Personal information
- Born: 17 August 1957 (age 68) Bristol, England
- Height: 1.83 m (6 ft 0 in)

Figure skating career
- Skating club: Queen's Ice Club London; Bristol Ice Dance and Figure Skating Club;
- Retired: 1980 (amateur), 1997 (professional)

Medal record
Representing Great Britain
Olympic Games
| Gold medal – first place | 1980 Lake Placid | Singles |
World Championships
| Silver medal – second place | 1980 Dortmund | Singles |
| Silver medal – second place | 1979 Vienna | Singles |
| Bronze medal – third place | 1978 Ottawa | Singles |
European Championships
| Gold medal – first place | 1980 Gothenburg | Singles |
| Bronze medal – third place | 1979 Zagreb | Singles |
| Bronze medal – third place | 1978 Strasbourg | Singles |
| Bronze medal – third place | 1977 Helsinki | Singles |

= Robin Cousins =

British former competitive figure skater

Robin John Cousins (born 17 August 1957) is a British former competitive figure skater who was BBC Sports Personality of the Year in 1980. He was the 1980 Olympic champion, the 1980 European champion, a three-time World medalist (1978–1980) and four-time British national champion (1977–1980), winning all of these titles during his amateur career. He followed this with a successful career as a professional figure skater and later starred in ice shows as well as producing several of his own. He is able to spin in either direction, both clockwise and anti-clockwise, which is an unusual skill for a figure skater.
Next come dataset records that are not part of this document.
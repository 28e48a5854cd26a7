//! Display formatting for table cells, chart ticks, and plain-text reports.
//!
//! The cell formatters are pure functions of one field value and never fail:
//! input they cannot interpret is echoed back unchanged.

use std::fmt::Display;

use chrono::{DateTime, Local, NaiveDate, NaiveTime, TimeZone};

use crate::domain::{Product, SaleRecord, SortDirection, SortKey, SortState};

/// Fraction digits kept by currency formatting (en-US default).
const MAX_FRACTION_DIGITS: usize = 3;

/// `YYYY-MM-DD` -> `MM-DD-YY` in the local time zone.
pub fn format_date(iso: &str) -> String {
    format_date_in(iso, &Local)
}

/// `YYYY-MM-DD` -> `MM-DD-YY` in `tz`.
///
/// A date-only string names midnight UTC; the calendar day shown is that
/// instant seen from `tz`, so zones west of UTC show the previous day.
/// Full RFC 3339 timestamps keep their own offset before conversion.
pub fn format_date_in<Tz>(iso: &str, tz: &Tz) -> String
where
    Tz: TimeZone,
    Tz::Offset: Display,
{
    match parse_instant(iso) {
        Some(instant) => instant.with_timezone(tz).format("%m-%d-%y").to_string(),
        None => iso.to_string(),
    }
}

fn parse_instant(iso: &str) -> Option<DateTime<chrono::Utc>> {
    let trimmed = iso.trim();
    if let Ok(date) = NaiveDate::parse_from_str(trimmed, "%Y-%m-%d") {
        return Some(date.and_time(NaiveTime::MIN).and_utc());
    }
    DateTime::parse_from_rfc3339(trimmed)
        .ok()
        .map(|dt| dt.with_timezone(&chrono::Utc))
}

/// `$` + thousands-grouped amount, at most three fraction digits, no padding.
///
/// `1234.5` renders as `$1,234.5` and `1000000` as `$1,000,000`. Negative
/// amounts keep the sign after the dollar: `$-42`.
pub fn format_currency(amount: f64) -> String {
    format!("${}", format_grouped(amount, MAX_FRACTION_DIGITS))
}

/// Units sold: plain decimal, no grouping.
pub fn format_units(units: u64) -> String {
    units.to_string()
}

/// Upper-case short month name for chart ticks (`2017-03-05` -> `MAR`).
pub fn format_month_tick(iso: &str) -> String {
    match NaiveDate::parse_from_str(iso.trim(), "%Y-%m-%d") {
        Ok(date) => date.format("%b").to_string().to_uppercase(),
        Err(_) => iso.to_string(),
    }
}

/// Header arrow: up for the ascending column, down everywhere else.
pub fn sort_indicator(state: SortState, key: SortKey) -> &'static str {
    match state {
        Some(d) if d.key == key && d.direction == SortDirection::Ascending => "▲",
        _ => "▼",
    }
}

/// Header text with its sort arrow, e.g. `Units Sold ▼`.
pub fn column_header(state: SortState, key: SortKey) -> String {
    format!("{} {}", key.label(), sort_indicator(state, key))
}

/// Every displayed cell of one row, in column order.
pub fn format_row(row: &SaleRecord) -> [String; 5] {
    [
        format_date(&row.week_ending),
        format_currency(row.retail_sales),
        format_currency(row.wholesale_sales),
        format_units(row.units_sold),
        format_currency(row.retailer_margin),
    ]
}

/// Group the integer digits with `,` and keep up to `max_fraction` trimmed
/// fraction digits.
fn format_grouped(value: f64, max_fraction: usize) -> String {
    if value.is_nan() {
        return "NaN".to_string();
    }
    if value.is_infinite() {
        return if value > 0.0 { "∞".to_string() } else { "-∞".to_string() };
    }

    let fixed = format!("{:.*}", max_fraction, value.abs());
    let (int_part, frac_part) = fixed.split_once('.').unwrap_or((fixed.as_str(), ""));
    let frac_part = frac_part.trim_end_matches('0');

    let mut grouped = String::with_capacity(int_part.len() + int_part.len() / 3);
    for (i, ch) in int_part.chars().enumerate() {
        if i > 0 && (int_part.len() - i) % 3 == 0 {
            grouped.push(',');
        }
        grouped.push(ch);
    }

    // Negative zero and values rounding to zero keep their sign (`$-0`).
    let sign = if value.is_sign_negative() { "-" } else { "" };

    if frac_part.is_empty() {
        format!("{sign}{grouped}")
    } else {
        format!("{sign}{grouped}.{frac_part}")
    }
}

/// Plain-text sales table for terminal output.
pub fn format_sales_table(rows: &[SaleRecord], state: SortState) -> String {
    let mut out = String::new();

    let headers: Vec<String> = SortKey::ALL.iter().map(|&k| column_header(state, k)).collect();
    out.push_str(
        format!(
            "{:<14} {:>18} {:>18} {:>13} {:>18}",
            headers[0], headers[1], headers[2], headers[3], headers[4]
        )
        .trim_end(),
    );
    out.push('\n');
    out.push_str(&format!(
        "{:-<14} {:-<18} {:-<18} {:-<13} {:-<18}\n",
        "", "", "", "", ""
    ));

    for row in rows {
        let cells = format_row(row);
        out.push_str(
            format!(
                "{:<14} {:>18} {:>18} {:>13} {:>18}",
                cells[0], cells[1], cells[2], cells[3], cells[4]
            )
            .trim_end(),
        );
        out.push('\n');
    }

    out
}

/// Plain-text product panel.
pub fn format_product_summary(product: &Product) -> String {
    let mut out = String::new();

    out.push_str(&format!("=== {} ===\n", product.title));
    if !product.subtitle.is_empty() {
        out.push_str(&format!("{}\n", product.subtitle));
    }
    if !product.brand.is_empty() {
        out.push_str(&format!("Brand: {}\n", product.brand));
    }
    if !product.retailer.is_empty() {
        out.push_str(&format!("Retailer: {}\n", product.retailer));
    }
    if !product.tags.is_empty() {
        out.push_str(&format!("Tags: {}\n", product.tags.join(" | ")));
    }
    if !product.details.is_empty() {
        out.push_str("Details:\n");
        for d in &product.details {
            out.push_str(&format!("- {d}\n"));
        }
    }
    if !product.reviews.is_empty() {
        let avg = product.reviews.iter().map(|r| r.score).sum::<f64>() / product.reviews.len() as f64;
        out.push_str(&format!("Reviews: {} (avg {avg:.1})\n", product.reviews.len()));
    }

    out
}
Off the ice, Cousins commentates on figure skating events for the BBC and was head judge on ITV's Dancing on Ice show from 2006 to 2014. He has also appeared in theatre productions, including the West End.

==Early life==
Robin Cousins was born in Bristol to Jo, a secretary, and Fred, a civil servant, who was formerly a goalkeeper for Millwall F.C. Cousins has two older brothers, Martin and Nick. He attended Henbury School but left at the age of 15.

Cousins first stepped onto the ice at age six at Westover Road Ice Rink while on holiday in Bournemouth. Having enjoyed the experience, he requested lessons for Christmas eighteen months later.

As a young skater, Cousins trained in ice dancing at the same time as singles. His first coach was Pamela Davies. He was later coached by Gladys Hogg at Queens Ice Rink and then by Carlo Fassi.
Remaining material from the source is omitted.